» Assigned task:
Using the records below, filter out every line that lacks "requested" and copy the rest.

» Extracted data:
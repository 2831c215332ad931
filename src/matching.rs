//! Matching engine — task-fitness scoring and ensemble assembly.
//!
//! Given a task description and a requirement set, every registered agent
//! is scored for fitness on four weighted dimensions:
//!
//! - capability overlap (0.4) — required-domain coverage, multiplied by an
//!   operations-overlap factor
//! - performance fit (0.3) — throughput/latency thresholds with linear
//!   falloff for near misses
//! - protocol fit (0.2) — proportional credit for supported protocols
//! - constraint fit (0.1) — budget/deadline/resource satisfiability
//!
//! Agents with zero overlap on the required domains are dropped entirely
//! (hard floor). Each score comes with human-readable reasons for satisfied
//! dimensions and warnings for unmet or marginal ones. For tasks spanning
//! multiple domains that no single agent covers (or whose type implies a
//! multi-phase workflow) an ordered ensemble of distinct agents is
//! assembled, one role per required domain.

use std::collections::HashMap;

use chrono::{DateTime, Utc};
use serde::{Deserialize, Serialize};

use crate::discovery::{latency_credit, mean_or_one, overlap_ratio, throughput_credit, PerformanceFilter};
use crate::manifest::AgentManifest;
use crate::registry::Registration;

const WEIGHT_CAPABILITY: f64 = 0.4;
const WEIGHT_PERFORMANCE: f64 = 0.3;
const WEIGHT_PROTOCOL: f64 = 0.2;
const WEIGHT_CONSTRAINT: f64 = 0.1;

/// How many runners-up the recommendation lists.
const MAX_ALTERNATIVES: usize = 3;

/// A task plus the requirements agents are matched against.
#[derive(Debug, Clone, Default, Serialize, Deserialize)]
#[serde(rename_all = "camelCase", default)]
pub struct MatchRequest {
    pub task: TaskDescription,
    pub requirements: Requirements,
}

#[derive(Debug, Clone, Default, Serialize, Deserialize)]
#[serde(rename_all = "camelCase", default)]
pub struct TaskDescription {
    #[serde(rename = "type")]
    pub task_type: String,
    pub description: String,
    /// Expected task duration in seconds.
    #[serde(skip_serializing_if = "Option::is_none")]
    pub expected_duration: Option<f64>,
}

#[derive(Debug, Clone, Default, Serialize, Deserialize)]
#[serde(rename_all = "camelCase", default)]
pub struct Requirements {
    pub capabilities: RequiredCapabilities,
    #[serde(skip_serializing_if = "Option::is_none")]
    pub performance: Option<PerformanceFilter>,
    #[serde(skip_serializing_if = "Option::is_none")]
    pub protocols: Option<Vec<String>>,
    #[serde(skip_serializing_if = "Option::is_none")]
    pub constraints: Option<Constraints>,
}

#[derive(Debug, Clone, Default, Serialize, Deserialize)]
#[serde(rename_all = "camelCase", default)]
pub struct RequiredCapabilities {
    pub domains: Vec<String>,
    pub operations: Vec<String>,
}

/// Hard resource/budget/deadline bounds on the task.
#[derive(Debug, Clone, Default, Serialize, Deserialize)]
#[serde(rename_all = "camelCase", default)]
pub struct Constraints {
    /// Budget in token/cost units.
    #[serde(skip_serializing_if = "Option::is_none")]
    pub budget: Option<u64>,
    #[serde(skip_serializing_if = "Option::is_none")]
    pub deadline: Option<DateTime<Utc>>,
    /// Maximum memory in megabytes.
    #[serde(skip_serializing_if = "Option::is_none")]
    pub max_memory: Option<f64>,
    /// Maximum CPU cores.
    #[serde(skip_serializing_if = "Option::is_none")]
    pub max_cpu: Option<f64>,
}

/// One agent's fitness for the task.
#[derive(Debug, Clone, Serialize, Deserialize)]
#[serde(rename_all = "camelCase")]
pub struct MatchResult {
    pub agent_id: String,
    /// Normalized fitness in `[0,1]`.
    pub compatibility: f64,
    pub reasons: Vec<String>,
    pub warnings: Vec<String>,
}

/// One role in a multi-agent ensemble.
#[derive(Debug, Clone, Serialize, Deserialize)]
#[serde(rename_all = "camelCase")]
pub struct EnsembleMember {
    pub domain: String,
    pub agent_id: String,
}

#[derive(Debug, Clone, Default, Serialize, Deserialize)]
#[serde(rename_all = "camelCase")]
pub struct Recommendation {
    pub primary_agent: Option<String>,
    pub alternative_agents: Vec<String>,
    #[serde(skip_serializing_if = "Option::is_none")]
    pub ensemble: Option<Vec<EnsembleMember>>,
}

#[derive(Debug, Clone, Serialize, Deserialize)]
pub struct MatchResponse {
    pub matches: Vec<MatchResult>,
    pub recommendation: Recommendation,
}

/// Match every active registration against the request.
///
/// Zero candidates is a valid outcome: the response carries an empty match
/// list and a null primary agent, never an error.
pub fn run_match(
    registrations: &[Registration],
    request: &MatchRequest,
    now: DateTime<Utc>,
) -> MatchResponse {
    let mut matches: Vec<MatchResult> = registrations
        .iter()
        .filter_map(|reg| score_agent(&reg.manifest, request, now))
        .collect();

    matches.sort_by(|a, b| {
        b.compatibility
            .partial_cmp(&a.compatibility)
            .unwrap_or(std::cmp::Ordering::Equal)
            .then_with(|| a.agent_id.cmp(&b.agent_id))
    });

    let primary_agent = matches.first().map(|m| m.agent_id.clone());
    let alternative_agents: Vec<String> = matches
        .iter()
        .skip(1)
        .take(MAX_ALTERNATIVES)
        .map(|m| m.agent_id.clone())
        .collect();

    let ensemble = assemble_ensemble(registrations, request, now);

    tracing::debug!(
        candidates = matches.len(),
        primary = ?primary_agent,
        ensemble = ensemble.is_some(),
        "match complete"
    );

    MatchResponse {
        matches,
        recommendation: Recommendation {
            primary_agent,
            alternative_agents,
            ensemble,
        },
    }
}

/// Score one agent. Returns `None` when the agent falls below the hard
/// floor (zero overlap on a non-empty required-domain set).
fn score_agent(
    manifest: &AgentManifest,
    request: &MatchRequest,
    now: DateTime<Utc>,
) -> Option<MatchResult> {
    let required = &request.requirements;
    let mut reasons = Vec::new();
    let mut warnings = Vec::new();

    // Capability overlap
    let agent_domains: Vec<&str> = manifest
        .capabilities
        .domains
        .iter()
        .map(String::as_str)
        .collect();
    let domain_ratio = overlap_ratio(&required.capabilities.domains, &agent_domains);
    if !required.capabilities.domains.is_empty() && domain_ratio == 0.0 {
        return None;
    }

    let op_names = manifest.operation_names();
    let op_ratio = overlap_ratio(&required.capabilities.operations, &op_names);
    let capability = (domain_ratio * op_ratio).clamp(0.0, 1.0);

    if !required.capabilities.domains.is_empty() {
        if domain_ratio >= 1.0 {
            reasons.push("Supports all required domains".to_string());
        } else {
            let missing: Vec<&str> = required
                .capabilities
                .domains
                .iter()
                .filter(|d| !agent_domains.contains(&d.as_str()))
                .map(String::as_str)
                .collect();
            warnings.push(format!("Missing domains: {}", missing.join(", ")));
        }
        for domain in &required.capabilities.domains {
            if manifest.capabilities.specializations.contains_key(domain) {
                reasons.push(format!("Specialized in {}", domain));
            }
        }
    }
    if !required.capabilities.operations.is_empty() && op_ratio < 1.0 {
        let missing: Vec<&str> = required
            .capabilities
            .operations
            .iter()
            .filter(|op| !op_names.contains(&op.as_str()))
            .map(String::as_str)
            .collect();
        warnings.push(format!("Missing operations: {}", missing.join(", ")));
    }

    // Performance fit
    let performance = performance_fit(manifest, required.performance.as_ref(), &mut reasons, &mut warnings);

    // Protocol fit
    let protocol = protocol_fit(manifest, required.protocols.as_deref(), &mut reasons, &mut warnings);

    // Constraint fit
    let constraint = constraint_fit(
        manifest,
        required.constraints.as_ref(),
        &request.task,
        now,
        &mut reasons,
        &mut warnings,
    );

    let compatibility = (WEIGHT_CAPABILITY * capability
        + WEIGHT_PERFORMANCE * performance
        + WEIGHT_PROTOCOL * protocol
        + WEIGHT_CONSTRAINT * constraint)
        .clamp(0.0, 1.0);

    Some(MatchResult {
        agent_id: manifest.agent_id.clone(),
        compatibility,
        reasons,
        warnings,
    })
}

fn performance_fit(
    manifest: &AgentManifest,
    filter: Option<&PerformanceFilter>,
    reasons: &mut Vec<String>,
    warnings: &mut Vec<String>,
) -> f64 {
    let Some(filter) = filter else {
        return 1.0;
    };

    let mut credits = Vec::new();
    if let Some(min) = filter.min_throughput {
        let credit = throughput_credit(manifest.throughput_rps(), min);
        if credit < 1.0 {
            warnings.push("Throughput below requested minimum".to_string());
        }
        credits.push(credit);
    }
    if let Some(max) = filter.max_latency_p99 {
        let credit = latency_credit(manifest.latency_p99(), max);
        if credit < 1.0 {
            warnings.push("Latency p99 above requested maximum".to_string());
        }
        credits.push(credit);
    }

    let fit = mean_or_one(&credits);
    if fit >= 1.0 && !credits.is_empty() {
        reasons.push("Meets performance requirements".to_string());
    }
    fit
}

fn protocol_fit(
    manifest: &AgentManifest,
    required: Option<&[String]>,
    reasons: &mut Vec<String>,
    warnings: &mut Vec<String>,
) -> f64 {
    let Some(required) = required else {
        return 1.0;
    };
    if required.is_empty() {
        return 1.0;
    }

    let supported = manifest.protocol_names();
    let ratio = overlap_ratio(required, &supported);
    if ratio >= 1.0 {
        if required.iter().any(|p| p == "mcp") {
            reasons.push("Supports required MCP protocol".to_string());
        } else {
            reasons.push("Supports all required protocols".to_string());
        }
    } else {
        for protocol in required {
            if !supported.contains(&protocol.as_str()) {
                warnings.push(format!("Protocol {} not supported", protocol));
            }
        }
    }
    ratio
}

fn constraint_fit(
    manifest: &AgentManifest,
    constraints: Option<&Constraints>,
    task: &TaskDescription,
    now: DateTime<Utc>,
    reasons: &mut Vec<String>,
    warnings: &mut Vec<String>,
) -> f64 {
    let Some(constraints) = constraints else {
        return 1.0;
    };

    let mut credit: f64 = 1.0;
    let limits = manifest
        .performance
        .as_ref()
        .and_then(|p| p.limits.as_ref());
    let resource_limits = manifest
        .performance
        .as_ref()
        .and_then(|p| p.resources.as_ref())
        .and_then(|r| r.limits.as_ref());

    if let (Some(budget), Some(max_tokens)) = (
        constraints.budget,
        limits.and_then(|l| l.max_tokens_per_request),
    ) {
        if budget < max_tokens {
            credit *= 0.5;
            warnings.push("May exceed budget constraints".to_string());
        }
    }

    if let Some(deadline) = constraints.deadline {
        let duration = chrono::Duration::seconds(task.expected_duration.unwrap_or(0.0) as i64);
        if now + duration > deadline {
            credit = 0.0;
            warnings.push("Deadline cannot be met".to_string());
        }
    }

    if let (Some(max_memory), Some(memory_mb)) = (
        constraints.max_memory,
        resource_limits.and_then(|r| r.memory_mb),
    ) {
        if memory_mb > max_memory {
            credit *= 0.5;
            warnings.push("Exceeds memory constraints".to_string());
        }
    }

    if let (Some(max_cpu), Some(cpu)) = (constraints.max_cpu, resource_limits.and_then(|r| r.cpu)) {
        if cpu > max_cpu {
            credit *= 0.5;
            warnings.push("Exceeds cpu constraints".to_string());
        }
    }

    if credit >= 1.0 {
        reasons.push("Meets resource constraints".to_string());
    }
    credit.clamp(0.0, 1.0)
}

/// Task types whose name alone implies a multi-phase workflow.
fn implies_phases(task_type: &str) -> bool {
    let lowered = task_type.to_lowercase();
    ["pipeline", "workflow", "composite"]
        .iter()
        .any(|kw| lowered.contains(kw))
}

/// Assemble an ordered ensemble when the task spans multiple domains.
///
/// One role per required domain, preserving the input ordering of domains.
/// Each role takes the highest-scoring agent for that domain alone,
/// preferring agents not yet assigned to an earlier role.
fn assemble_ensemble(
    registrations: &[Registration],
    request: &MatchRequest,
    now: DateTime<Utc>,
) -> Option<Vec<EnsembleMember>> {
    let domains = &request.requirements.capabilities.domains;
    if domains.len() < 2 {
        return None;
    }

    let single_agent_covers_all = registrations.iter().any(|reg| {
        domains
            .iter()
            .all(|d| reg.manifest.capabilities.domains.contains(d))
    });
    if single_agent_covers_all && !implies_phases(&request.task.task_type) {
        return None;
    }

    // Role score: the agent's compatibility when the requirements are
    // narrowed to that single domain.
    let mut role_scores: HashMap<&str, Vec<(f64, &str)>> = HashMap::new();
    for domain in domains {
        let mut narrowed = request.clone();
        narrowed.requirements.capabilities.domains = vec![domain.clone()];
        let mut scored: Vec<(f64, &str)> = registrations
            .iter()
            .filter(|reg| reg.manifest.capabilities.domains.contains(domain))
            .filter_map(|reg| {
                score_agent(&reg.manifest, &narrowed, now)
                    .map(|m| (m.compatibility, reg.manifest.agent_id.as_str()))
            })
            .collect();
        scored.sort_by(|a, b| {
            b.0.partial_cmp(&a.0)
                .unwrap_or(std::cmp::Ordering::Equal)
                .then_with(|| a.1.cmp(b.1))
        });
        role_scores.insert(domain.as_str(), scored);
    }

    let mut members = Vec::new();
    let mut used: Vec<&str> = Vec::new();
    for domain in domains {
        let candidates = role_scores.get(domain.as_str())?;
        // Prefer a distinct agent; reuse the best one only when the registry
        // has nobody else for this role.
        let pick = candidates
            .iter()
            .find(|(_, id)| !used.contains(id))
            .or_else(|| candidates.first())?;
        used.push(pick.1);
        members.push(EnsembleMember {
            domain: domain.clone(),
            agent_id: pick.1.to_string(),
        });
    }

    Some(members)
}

» Exercise solution:
            warnings.push("Throughput below requested minimum".to_string());
            warnings.push("Latency p99 above requested maximum".to_string());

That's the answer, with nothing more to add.